• **WHAT NEEDS TO BE DONE**
In this exercise, every entry below is to be reproduced word for word.

• **RECORDS TO PROCESS**
▼

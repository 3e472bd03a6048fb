//! # helv-quiz — Region Quiz Sessions
//!
//! ## Purpose
//! Drives the guessing game over the region hierarchy: quiz modes and their
//! target lists, the per-round session state machine, derived map-rendering
//! context, and the repository seam that supplies targets.
//!
//! ## Design
//! A [`QuizSession`] is an immutable value mutated only by consuming
//! transitions: the old session goes in, the next one comes out, and a call
//! in the wrong phase hands the session back unchanged. The session owns no
//! timers. Flashes carry an absolute deadline and the hint pulse is a
//! cadence computed from its start instant, so every recurring visual is a
//! pure function of an injected `now` and a dropped session cannot leak a
//! stale callback.
//!
//! [`QuizEngine`] adds the async edges: loading targets through a
//! [`QuizRepository`], shuffling them with its own seedable RNG, and holding
//! the `Option<QuizSession>` that distinguishes "no round" from every live
//! phase.

pub mod engine;
pub mod map_context;
pub mod model;
pub mod repository;
pub mod session;

// Re-export primary types.
pub use engine::QuizEngine;
pub use map_context::MapContext;
pub use model::{QuizMode, QuizTarget};
pub use repository::{MemoryQuizRepository, QuizError, QuizRepository, CH_CANTONS_MODE_ID};
pub use session::{
    FlashColor, QuizPhase, QuizSession, QuizVisuals, RegionFill, Stopwatch, VisualFrame,
    FLASH_CORRECT_MS, FLASH_WRONG_MS, HINT_ATTEMPT_THRESHOLD, HINT_PULSE_ON_MS,
    HINT_PULSE_PERIOD_MS, STOPWATCH_TICK_MS,
};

▲

• **EXERCISE RESULT**
repository 3e472bd03a6048fb
//! # helv-quiz — Region Quiz Sessions
//!
//! ## Purpose
//! Drives the guessing game over the region hierarchy: quiz modes and their
//! target lists, the per-round session state machine, derived map-rendering
//! context, and the repository seam that supplies targets.
//!
//! ## Design
//! A [`QuizSession`] is an immutable value mutated only by consuming
//! transitions: the old session goes in, the next one comes out, and a call
//! in the wrong phase hands the session back unchanged. The session owns no
//! timers. Flashes carry an absolute deadline and the hint pulse is a
//! cadence computed from its start instant, so every recurring visual is a
//! pure function of an injected `now` and a dropped session cannot leak a
//! stale callback.
//!
//! [`QuizEngine`] adds the async edges: loading targets through a
//! [`QuizRepository`], shuffling them with its own seedable RNG, and holding
//! the `Option<QuizSession>` that distinguishes "no round" from every live
//! phase.

pub mod engine;
pub mod map_context;
pub mod model;
pub mod repository;
pub mod session;

// Re-export primary types.
pub use engine::QuizEngine;
pub use map_context::MapContext;
pub use model::{QuizMode, QuizTarget};
pub use repository::{MemoryQuizRepository, QuizError, QuizRepository, CH_CANTONS_MODE_ID};
pub use session::{
    FlashColor, QuizPhase, QuizSession, QuizVisuals, RegionFill, Stopwatch, VisualFrame,
    FLASH_CORRECT_MS, FLASH_WRONG_MS, HINT_ATTEMPT_THRESHOLD, HINT_PULSE_ON_MS,
    HINT_PULSE_PERIOD_MS, STOPWATCH_TICK_MS,
};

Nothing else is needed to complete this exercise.